SUPPLIED DATA ▸
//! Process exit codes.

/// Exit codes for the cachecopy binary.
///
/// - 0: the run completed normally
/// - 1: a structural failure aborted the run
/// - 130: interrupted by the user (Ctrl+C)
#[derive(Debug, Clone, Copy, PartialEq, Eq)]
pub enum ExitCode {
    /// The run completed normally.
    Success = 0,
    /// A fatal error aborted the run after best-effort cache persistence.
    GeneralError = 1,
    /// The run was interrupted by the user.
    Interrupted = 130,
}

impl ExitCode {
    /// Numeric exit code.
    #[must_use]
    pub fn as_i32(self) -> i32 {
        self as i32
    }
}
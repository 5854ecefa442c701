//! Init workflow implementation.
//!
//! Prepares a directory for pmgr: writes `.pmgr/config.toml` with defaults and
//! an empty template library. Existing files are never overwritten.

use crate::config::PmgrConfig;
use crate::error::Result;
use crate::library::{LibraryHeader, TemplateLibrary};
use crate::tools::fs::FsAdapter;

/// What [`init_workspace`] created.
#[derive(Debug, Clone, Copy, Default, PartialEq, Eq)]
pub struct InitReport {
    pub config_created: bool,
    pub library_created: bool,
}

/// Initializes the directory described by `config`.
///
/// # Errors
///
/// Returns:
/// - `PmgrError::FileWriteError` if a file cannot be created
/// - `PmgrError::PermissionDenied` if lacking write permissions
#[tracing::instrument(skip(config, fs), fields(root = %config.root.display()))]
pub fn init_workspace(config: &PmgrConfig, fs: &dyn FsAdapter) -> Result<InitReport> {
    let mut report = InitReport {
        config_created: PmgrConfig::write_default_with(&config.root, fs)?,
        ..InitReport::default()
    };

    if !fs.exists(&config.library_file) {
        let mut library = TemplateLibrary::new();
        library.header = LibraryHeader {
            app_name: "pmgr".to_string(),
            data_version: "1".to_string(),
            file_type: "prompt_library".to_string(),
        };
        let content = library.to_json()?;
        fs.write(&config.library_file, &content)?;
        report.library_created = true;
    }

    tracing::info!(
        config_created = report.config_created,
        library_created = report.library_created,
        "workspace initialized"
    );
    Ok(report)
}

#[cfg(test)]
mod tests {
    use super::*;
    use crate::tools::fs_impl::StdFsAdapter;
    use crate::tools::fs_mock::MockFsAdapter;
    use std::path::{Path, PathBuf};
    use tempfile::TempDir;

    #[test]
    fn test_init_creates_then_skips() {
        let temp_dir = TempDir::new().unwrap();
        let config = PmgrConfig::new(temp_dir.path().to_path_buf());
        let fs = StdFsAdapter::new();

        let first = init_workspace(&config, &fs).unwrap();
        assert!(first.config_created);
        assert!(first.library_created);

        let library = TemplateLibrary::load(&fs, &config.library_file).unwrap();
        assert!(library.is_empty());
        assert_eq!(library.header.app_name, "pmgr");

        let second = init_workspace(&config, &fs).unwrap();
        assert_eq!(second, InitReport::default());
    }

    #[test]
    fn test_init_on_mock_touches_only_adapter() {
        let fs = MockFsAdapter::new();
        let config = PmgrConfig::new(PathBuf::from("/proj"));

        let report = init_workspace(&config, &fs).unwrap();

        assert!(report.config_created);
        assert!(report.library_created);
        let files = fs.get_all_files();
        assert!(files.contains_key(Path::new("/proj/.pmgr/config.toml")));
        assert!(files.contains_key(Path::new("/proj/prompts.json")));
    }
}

TASK OBJECTIVE ▸ Begin at the first line of the records above and restate each line word for word, stopping after the line with "#[must_use]".

REPLY TO THE TASK ▸
//! Process exit codes.

/// Exit codes for the cachecopy binary.
///
/// - 0: the run completed normally
/// - 1: a structural failure aborted the run
/// - 130: interrupted by the user (Ctrl+C)
#[derive(Debug, Clone, Copy, PartialEq, Eq)]
pub enum ExitCode {
    /// The run completed normally.
    Success = 0,
    /// A fatal error aborted the run after best-effort cache persistence.
    GeneralError = 1,
    /// The run was interrupted by the user.
    Interrupted = 130,
}

impl ExitCode {
    /// Numeric exit code.
    #[must_use]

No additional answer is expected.